= Task objective =
Count lines holding the string "user" in the data that follows. Reply with one number only.

= Information shown =
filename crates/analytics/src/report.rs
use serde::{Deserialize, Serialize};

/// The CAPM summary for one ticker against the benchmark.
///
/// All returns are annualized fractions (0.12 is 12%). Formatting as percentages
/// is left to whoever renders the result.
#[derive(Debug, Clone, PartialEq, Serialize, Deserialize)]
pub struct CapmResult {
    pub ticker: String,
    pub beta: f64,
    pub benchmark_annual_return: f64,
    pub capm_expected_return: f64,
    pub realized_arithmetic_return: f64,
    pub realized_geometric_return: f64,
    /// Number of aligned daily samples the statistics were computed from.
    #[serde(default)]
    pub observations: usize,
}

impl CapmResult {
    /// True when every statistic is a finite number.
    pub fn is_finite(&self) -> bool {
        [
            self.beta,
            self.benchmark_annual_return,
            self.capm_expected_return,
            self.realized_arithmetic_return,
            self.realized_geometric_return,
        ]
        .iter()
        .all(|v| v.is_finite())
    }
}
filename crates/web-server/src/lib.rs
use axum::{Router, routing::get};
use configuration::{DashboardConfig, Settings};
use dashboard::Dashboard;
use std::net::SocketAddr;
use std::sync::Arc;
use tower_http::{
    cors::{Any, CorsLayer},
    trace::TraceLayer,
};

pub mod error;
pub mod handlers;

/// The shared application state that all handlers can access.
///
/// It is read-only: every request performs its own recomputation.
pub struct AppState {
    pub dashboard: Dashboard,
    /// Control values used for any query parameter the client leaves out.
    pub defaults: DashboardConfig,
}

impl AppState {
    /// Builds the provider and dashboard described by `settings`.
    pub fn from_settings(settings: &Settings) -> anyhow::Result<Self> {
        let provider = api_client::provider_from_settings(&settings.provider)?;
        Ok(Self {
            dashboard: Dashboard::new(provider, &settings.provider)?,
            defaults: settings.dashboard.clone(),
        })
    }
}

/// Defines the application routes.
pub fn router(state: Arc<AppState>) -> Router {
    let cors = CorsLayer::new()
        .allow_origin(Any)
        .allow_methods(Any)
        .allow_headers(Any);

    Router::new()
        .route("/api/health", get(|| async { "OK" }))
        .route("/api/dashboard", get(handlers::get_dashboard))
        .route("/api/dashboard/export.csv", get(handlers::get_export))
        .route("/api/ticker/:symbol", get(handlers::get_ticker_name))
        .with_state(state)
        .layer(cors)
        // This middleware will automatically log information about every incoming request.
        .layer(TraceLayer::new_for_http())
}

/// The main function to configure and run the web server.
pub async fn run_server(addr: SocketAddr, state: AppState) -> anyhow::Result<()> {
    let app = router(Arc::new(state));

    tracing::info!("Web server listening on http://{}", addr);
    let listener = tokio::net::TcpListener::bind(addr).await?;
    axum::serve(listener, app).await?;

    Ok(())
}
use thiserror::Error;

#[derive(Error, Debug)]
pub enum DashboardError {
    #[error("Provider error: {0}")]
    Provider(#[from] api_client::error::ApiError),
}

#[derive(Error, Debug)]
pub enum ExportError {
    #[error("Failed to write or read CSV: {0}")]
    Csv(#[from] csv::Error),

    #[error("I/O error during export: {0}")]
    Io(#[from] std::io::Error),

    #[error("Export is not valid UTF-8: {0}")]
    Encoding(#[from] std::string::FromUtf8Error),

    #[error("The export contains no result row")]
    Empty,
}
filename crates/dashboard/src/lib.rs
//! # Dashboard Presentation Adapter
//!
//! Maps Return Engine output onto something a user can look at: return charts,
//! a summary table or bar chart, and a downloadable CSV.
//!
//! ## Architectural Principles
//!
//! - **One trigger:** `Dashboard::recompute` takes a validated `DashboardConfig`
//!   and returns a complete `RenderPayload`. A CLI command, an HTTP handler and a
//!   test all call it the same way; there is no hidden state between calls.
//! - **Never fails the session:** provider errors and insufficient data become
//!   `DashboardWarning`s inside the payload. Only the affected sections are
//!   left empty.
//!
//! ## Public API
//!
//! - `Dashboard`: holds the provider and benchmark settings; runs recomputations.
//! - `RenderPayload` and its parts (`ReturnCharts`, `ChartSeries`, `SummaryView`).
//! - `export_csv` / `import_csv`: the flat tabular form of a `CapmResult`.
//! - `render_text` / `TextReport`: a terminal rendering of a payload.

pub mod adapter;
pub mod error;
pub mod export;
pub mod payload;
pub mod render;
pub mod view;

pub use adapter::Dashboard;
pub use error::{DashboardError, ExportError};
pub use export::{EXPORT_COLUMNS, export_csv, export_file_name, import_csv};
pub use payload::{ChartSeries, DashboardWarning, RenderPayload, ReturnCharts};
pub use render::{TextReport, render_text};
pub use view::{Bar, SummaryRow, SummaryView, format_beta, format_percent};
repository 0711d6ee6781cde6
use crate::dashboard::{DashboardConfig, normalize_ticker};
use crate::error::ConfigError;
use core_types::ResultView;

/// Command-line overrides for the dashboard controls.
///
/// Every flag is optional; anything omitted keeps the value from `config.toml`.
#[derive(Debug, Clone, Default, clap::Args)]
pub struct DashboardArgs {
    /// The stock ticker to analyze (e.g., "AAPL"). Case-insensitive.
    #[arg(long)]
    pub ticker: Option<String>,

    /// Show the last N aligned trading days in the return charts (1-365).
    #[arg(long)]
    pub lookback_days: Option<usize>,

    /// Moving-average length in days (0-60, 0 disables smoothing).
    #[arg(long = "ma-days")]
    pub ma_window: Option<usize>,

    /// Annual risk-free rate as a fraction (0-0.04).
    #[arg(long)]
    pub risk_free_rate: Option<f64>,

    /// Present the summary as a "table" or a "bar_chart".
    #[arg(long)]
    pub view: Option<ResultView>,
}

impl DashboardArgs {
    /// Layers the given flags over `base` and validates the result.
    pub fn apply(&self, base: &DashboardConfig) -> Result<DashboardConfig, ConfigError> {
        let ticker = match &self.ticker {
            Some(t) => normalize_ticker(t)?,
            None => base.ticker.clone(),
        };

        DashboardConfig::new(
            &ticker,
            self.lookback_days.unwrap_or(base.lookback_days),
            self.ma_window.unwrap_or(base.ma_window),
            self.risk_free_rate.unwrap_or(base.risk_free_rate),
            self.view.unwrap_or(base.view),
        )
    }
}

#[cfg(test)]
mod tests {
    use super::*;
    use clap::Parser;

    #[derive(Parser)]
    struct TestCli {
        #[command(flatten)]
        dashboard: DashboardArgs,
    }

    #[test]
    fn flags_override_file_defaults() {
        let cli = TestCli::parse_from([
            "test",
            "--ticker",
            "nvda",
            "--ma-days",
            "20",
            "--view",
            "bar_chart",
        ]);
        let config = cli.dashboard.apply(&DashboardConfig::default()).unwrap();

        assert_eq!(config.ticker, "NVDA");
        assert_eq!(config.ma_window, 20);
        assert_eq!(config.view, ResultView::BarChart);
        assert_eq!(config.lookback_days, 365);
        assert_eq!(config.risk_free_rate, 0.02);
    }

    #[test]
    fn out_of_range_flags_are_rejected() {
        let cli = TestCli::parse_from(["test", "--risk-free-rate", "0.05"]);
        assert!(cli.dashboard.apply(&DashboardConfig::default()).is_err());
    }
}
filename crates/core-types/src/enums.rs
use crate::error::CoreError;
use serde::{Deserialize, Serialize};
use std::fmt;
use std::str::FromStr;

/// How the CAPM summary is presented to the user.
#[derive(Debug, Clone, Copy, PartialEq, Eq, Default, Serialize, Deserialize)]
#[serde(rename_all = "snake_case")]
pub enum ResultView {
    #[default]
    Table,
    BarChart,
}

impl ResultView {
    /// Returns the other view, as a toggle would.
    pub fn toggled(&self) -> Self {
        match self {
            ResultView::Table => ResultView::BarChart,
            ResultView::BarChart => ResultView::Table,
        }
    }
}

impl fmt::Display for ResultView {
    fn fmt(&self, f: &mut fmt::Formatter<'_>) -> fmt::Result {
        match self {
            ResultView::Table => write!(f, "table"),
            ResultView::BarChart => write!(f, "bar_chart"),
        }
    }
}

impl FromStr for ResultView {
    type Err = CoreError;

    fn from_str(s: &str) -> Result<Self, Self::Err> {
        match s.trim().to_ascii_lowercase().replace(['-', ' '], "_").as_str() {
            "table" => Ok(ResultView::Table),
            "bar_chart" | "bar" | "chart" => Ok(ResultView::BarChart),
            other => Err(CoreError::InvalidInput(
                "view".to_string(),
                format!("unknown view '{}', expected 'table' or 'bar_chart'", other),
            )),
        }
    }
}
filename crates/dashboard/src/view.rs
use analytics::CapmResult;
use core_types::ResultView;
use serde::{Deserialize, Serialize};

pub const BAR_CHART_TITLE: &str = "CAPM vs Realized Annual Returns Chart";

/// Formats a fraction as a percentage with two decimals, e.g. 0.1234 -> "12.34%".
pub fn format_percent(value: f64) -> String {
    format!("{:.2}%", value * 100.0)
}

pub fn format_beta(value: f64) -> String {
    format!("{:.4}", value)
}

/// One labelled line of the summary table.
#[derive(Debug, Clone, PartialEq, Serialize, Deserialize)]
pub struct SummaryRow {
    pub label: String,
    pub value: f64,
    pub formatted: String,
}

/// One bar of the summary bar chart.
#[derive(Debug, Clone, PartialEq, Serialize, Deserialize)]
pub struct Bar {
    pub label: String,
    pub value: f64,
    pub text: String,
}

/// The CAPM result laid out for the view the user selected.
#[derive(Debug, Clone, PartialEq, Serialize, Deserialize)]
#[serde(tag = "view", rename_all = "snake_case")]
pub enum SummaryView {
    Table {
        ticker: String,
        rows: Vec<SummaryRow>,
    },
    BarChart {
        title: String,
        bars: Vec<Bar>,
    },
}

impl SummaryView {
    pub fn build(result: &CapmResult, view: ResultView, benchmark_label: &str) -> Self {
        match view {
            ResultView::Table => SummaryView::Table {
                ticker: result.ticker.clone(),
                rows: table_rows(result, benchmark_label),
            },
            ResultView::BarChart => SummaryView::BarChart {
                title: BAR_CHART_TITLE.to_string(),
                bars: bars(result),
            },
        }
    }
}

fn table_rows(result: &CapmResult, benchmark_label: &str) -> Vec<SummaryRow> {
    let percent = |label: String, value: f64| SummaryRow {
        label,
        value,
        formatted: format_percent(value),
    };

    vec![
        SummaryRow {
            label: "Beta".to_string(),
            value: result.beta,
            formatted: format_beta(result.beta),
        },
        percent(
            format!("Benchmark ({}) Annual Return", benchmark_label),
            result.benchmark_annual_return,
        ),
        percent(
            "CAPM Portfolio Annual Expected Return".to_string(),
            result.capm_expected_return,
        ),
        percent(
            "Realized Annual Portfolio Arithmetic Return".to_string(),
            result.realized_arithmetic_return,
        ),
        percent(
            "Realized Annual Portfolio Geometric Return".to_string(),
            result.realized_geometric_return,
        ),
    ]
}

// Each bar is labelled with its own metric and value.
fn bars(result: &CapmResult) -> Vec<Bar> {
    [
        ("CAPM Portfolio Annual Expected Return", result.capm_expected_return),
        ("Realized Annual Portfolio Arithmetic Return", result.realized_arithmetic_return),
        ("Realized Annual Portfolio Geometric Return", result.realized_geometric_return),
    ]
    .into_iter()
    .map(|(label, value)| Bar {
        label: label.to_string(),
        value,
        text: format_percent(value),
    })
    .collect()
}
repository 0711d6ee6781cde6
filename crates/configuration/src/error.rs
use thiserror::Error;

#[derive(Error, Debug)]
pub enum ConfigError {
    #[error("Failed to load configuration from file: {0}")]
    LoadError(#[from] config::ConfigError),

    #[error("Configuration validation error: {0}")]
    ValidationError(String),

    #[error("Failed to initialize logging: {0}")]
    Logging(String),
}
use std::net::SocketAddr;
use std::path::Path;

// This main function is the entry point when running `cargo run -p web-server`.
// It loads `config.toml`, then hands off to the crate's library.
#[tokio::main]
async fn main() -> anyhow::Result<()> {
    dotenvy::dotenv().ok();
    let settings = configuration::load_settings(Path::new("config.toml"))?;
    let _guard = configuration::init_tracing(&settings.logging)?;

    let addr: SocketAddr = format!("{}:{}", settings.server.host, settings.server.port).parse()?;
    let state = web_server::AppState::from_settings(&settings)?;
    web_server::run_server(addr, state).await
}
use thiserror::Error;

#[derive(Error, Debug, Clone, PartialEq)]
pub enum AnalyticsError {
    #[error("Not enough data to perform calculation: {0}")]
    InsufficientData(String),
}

= Written response =
3